Windows that survive all gates are scored by a lexicographic key: (log-span, \( R^2 \), −slope stderr). Wider windows win first; among equally wide windows, better fit quality wins. The best-scoring survivor is the final answer.
Step 9: Bootstrap¶
If bootstrap_reps > 0, the pipeline resamples the set of centers with
replacement, recomputes the aggregated masses for each bootstrap replicate,
and re-fits the winning window. The 2.5th and 97.5th percentiles of the
bootstrap slope distribution become the 95% confidence interval for the
dimension. The delta-AICc distribution is also captured.
Step 10: Result¶
The pipeline returns a SandboxResult --- a frozen dataclass containing either
a dimension estimate (with full diagnostics) or a refusal with a machine-readable
Reason code. Every intermediate quantity is preserved: radii, masses, fits,
window bounds, AICc scores, bootstrap counts. Nothing is hidden.
Pipeline summary¶
| Step | What happens |
|---|---|
| Compile | Input graph → deterministic undirected metric graph |
| Component | Optionally restrict to giant connected component |
| Diameter | Two-sweep BFS heuristic |
| Radii | Dense prefix + log-spaced tail, capped at 30% of diameter |
| BFS mass | Seeded random centers, ball sizes \( M(r) \) at each radius |
| Aggregate | Geometric or arithmetic mean across centers |
| Window search | Exhaustive search with \( R^2 \), AICc, curvature, slope stability gates |
| Bootstrap | Resample centers for confidence intervals |
| Result | Full diagnostic dataclass or refusal with reason |
Determinism¶
Given the same seed and Python version, estimate_sandbox_dimension produces
identical results. Three properties make this possible:
- Seeded RNG: center selection uses
random.Random(seed), not the global random state. - Sorted adjacency: the compiled graph's adjacency lists are sorted, so BFS visits neighbors in a deterministic order.

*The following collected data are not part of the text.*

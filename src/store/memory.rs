//! In-memory ledger for tests.
//!
//! All state sits behind one mutex, so every operation is serialized the
//! same way the PostgreSQL row locks serialize concurrent transfers.
//! Commit and failure-record writes can be made to fail on demand.

use std::sync::Mutex;
use std::sync::atomic::{AtomicBool, AtomicUsize, Ordering};

use async_trait::async_trait;
use chrono::{DateTime, Duration, NaiveDate, Utc};
use uuid::Uuid;

use super::{CardStore, TransferFilter, TransferStore};
use crate::{
    error::{AppError, TransferRejection},
    models::{
        card::{Card, CardStatus, NewCard},
        page::{Page, PageRequest},
        transfer::{NewTransfer, Transfer, TransferStatus},
    },
};

#[derive(Default)]
struct State {
    /// Insertion order; newest last
    cards: Vec<Card>,
    transfers: Vec<Transfer>,
    /// Monotonic tick so timestamps never tie
    tick: i64,
}

impl State {
    fn now(&mut self) -> DateTime<Utc> {
        self.tick += 1;
        Utc::now() + Duration::microseconds(self.tick)
    }

    fn card(&self, id: Uuid) -> Option<&Card> {
        self.cards.iter().find(|c| c.id == id)
    }

    fn card_mut(&mut self, id: Uuid) -> Option<&mut Card> {
        self.cards.iter_mut().find(|c| c.id == id)
    }

    fn owner_of(&self, card_id: Uuid) -> Option<Uuid> {
        self.card(card_id).map(|c| c.owner_id)
    }

    fn matches(&self, transfer: &Transfer, filter: TransferFilter) -> bool {
        match filter {
            TransferFilter::All => true,
            TransferFilter::Participant(user) => {
                self.owner_of(transfer.from_card_id) == Some(user)
                    || self.owner_of(transfer.to_card_id) == Some(user)
            }
            TransferFilter::Outgoing(user) => self.owner_of(transfer.from_card_id) == Some(user),
            TransferFilter::Incoming(user) => self.owner_of(transfer.to_card_id) == Some(user),
            TransferFilter::Status(status) => transfer.status == status,
            TransferFilter::Period { start, end } => {
                transfer.transfer_date >= start && transfer.transfer_date <= end
            }
        }
    }

    fn insert_transfer(&mut self, transfer: NewTransfer, status: TransferStatus) -> Transfer {
        let transfer_date = self.now();
        let record = Transfer {
            id: Uuid::new_v4(),
            from_card_id: transfer.from_card_id,
            to_card_id: transfer.to_card_id,
            amount: transfer.amount,
            currency: transfer.currency,
            description: transfer.description,
            status,
            transfer_date,
        };
        self.transfers.push(record.clone());
        record
    }
}

/// Newest-first page over `items` (given oldest-first).
fn paginate<T>(mut items: Vec<T>, page: PageRequest) -> Page<T> {
    items.reverse();
    let total = items.len() as i64;
    let content = items
        .into_iter()
        .skip(usize::try_from(page.offset()).unwrap_or(usize::MAX))
        .take(page.limit() as usize)
        .collect();
    Page::new(content, page, total)
}

fn storage_failure() -> AppError {
    AppError::Database(sqlx::Error::PoolTimedOut)
}

#[derive(Default)]
pub struct MemoryLedger {
    state: Mutex<State>,
    fail_commits: AtomicBool,
    fail_failure_records: AtomicBool,
    commit_count: AtomicUsize,
}

impl MemoryLedger {
    pub fn new() -> Self {
        Self::default()
    }

    /// Make every `commit_transfer` fail with a storage error.
    pub fn set_fail_commits(&self, fail: bool) {
        self.fail_commits.store(fail, Ordering::SeqCst);
    }

    /// Make every `record_failed_transfer` fail with a storage error.
    pub fn set_fail_failure_records(&self, fail: bool) {
        self.fail_failure_records.store(fail, Ordering::SeqCst);
    }

    /// Number of `commit_transfer` calls, successful or not.
    pub fn commit_count(&self) -> usize {
        self.commit_count.load(Ordering::SeqCst)
    }

    /// Number of transfer rows, whatever their status.
    pub fn transfer_count(&self) -> usize {
        self.state.lock().unwrap().transfers.len()
    }

    /// Insert a card directly, bypassing validation. Test setup only.
    pub fn seed_card(
        &self,
        owner_id: Uuid,
        balance: i64,
        currency: &str,
        status: CardStatus,
        expiration_date: NaiveDate,
    ) -> Card {
        let mut state = self.state.lock().unwrap();
        let now = state.now();
        let card = Card {
            id: Uuid::new_v4(),
            owner_id,
            card_number: format!("4000{:012}", state.cards.len() + 1),
            holder_name: "TEST HOLDER".to_string(),
            expiration_date,
            status,
            balance,
            currency: currency.to_string(),
            created_at: now,
            updated_at: now,
        };
        state.cards.push(card.clone());
        card
    }

    /// Insert a transfer row with an arbitrary status. Test setup only.
    pub fn seed_transfer(&self, transfer: NewTransfer, status: TransferStatus) -> Transfer {
        self.state.lock().unwrap().insert_transfer(transfer, status)
    }

    pub fn balance_of(&self, card_id: Uuid) -> i64 {
        self.state
            .lock()
            .unwrap()
            .card(card_id)
            .map(|c| c.balance)
            .unwrap_or_default()
    }
}

#[async_trait]
impl CardStore for MemoryLedger {
    async fn find_cards_by_owner(
        &self,
        owner_id: Uuid,
        page: PageRequest,
    ) -> Result<Page<Card>, AppError> {
        let state = self.state.lock().unwrap();
        let cards = state
            .cards
            .iter()
            .filter(|c| c.owner_id == owner_id)
            .cloned()
            .collect();
        Ok(paginate(cards, page))
    }

    async fn find_all_cards(&self, page: PageRequest) -> Result<Page<Card>, AppError> {
        let state = self.state.lock().unwrap();
        Ok(paginate(state.cards.clone(), page))
    }

    async fn find_card_for_owner(
        &self,
        id: Uuid,
        owner_id: Uuid,
    ) -> Result<Option<Card>, AppError> {
        let state = self.state.lock().unwrap();
        Ok(state.card(id).filter(|c| c.owner_id == owner_id).cloned())
    }

    async fn find_card(&self, id: Uuid) -> Result<Option<Card>, AppError> {
        Ok(self.state.lock().unwrap().card(id).cloned())
    }

    async fn card_number_exists(&self, card_number: &str) -> Result<bool, AppError> {
        let state = self.state.lock().unwrap();
        Ok(state.cards.iter().any(|c| c.card_number == card_number))
    }

    async fn sum_active_balance(
        &self,
        owner_id: Uuid,
        today: NaiveDate,
    ) -> Result<i64, AppError> {
        let state = self.state.lock().unwrap();
        Ok(state
            .cards
            .iter()
            .filter(|c| {
                c.owner_id == owner_id
                    && c.status == CardStatus::Active
                    && c.expiration_date >= today
            })
            .map(|c| c.balance)
            .sum())
    }

    async fn find_expired_cards(
        &self,
        owner_id: Uuid,
        today: NaiveDate,
    ) -> Result<Vec<Card>, AppError> {
        let state = self.state.lock().unwrap();
        let mut cards: Vec<Card> = state
            .cards
            .iter()
            .filter(|c| c.owner_id == owner_id && c.expiration_date < today)
            .cloned()
            .collect();
        cards.sort_by(|a, b| b.expiration_date.cmp(&a.expiration_date));
        Ok(cards)
    }

    async fn insert_card(&self, card: NewCard) -> Result<Card, AppError> {
        let mut state = self.state.lock().unwrap();
        if state.cards.iter().any(|c| c.card_number == card.card_number) {
            return Err(AppError::Conflict(
                "Card with this number already exists".to_string(),
            ));
        }

        let now = state.now();
        let card = Card {
            id: Uuid::new_v4(),
            owner_id: card.owner_id,
            card_number: card.card_number,
            holder_name: card.holder_name,
            expiration_date: card.expiration_date,
            status: CardStatus::Active,
            balance: card.balance,
            currency: card.currency,
            created_at: now,
            updated_at: now,
        };
        state.cards.push(card.clone());
        Ok(card)
    }

    async fn save_card_status(&self, id: Uuid, status: CardStatus) -> Result<Card, AppError> {
        let mut state = self.state.lock().unwrap();
        let now = state.now();
        let card = state.card_mut(id).ok_or(AppError::CardNotFound)?;
        card.status = status;
        card.updated_at = now;
        Ok(card.clone())
    }

    async fn delete_card(&self, id: Uuid) -> Result<(), AppError> {
        let mut state = self.state.lock().unwrap();
        let card = state.card(id).ok_or(AppError::CardNotFound)?;

        if card.balance > 0 {
            return Err(AppError::Conflict(
                "Cannot delete card with positive balance".to_string(),
            ));
        }
        if state
            .transfers
            .iter()
            .any(|t| t.from_card_id == id || t.to_card_id == id)
        {
            return Err(AppError::Conflict(
                "Cannot delete card with transfer history".to_string(),
            ));
        }

        state.cards.retain(|c| c.id != id);
        Ok(())
    }
}

#[async_trait]
impl TransferStore for MemoryLedger {
    async fn find_transfer(&self, id: Uuid) -> Result<Option<Transfer>, AppError> {
        let state = self.state.lock().unwrap();
        Ok(state.transfers.iter().find(|t| t.id == id).cloned())
    }

    async fn find_transfers(
        &self,
        filter: TransferFilter,
        page: PageRequest,
    ) -> Result<Page<Transfer>, AppError> {
        let state = self.state.lock().unwrap();
        let transfers = state
            .transfers
            .iter()
            .filter(|t| state.matches(t, filter))
            .cloned()
            .collect();
        Ok(paginate(transfers, page))
    }

    async fn sum_outgoing(
        &self,
        user_id: Uuid,
        start: DateTime<Utc>,
        end: DateTime<Utc>,
    ) -> Result<i64, AppError> {
        let state = self.state.lock().unwrap();
        Ok(state
            .transfers
            .iter()
            .filter(|t| {
                t.status == TransferStatus::Completed
                    && state.matches(t, TransferFilter::Outgoing(user_id))
                    && state.matches(t, TransferFilter::Period { start, end })
            })
            .map(|t| t.amount)
            .sum())
    }

    async fn commit_transfer(&self, transfer: NewTransfer) -> Result<Transfer, AppError> {
        self.commit_count.fetch_add(1, Ordering::SeqCst);
        if self.fail_commits.load(Ordering::SeqCst) {
            return Err(storage_failure());
        }

        let mut state = self.state.lock().unwrap();

        let from = state
            .card(transfer.from_card_id)
            .ok_or(AppError::CardNotFound)?;
        let to = state
            .card(transfer.to_card_id)
            .ok_or(AppError::CardNotFound)?;

        if from.status != CardStatus::Active {
            return Err(TransferRejection::SourceCardInactive.into());
        }
        if to.status != CardStatus::Active {
            return Err(TransferRejection::DestinationCardInactive.into());
        }
        if from.balance < transfer.amount {
            return Err(TransferRejection::InsufficientFunds.into());
        }
        let credited = to
            .balance
            .checked_add(transfer.amount)
            .ok_or_else(storage_failure)?;

        let now = state.now();
        if let Some(from) = state.card_mut(transfer.from_card_id) {
            from.balance -= transfer.amount;
            from.updated_at = now;
        }
        if let Some(to) = state.card_mut(transfer.to_card_id) {
            to.balance = credited;
            to.updated_at = now;
        }

        Ok(state.insert_transfer(transfer, TransferStatus::Completed))
    }

    async fn record_failed_transfer(&self, transfer: NewTransfer) -> Result<Transfer, AppError> {
        if self.fail_failure_records.load(Ordering::SeqCst) {
            return Err(storage_failure());
        }
        let mut state = self.state.lock().unwrap();
        Ok(state.insert_transfer(transfer, TransferStatus::Failed))
    }

    async fn update_transfer_status(
        &self,
        id: Uuid,
        expected: TransferStatus,
        status: TransferStatus,
    ) -> Result<Option<Transfer>, AppError> {
        let mut state = self.state.lock().unwrap();
        let updated = state
            .transfers
            .iter_mut()
            .find(|t| t.id == id && t.status == expected)
            .map(|t| {
                t.status = status;
                t.clone()
            });
        Ok(updated)
    }
}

- No floating-point non-determinism: the pipeline avoids operations where
IEEE 754 rounding could vary across platforms (no parallel reductions, no
sum()over unordered collections).
If you change the seed, you get different centers and therefore different masses, but the pipeline is otherwise identical. If you change the Python version, floating-point behavior may differ in edge cases, but this has not been observed in practice.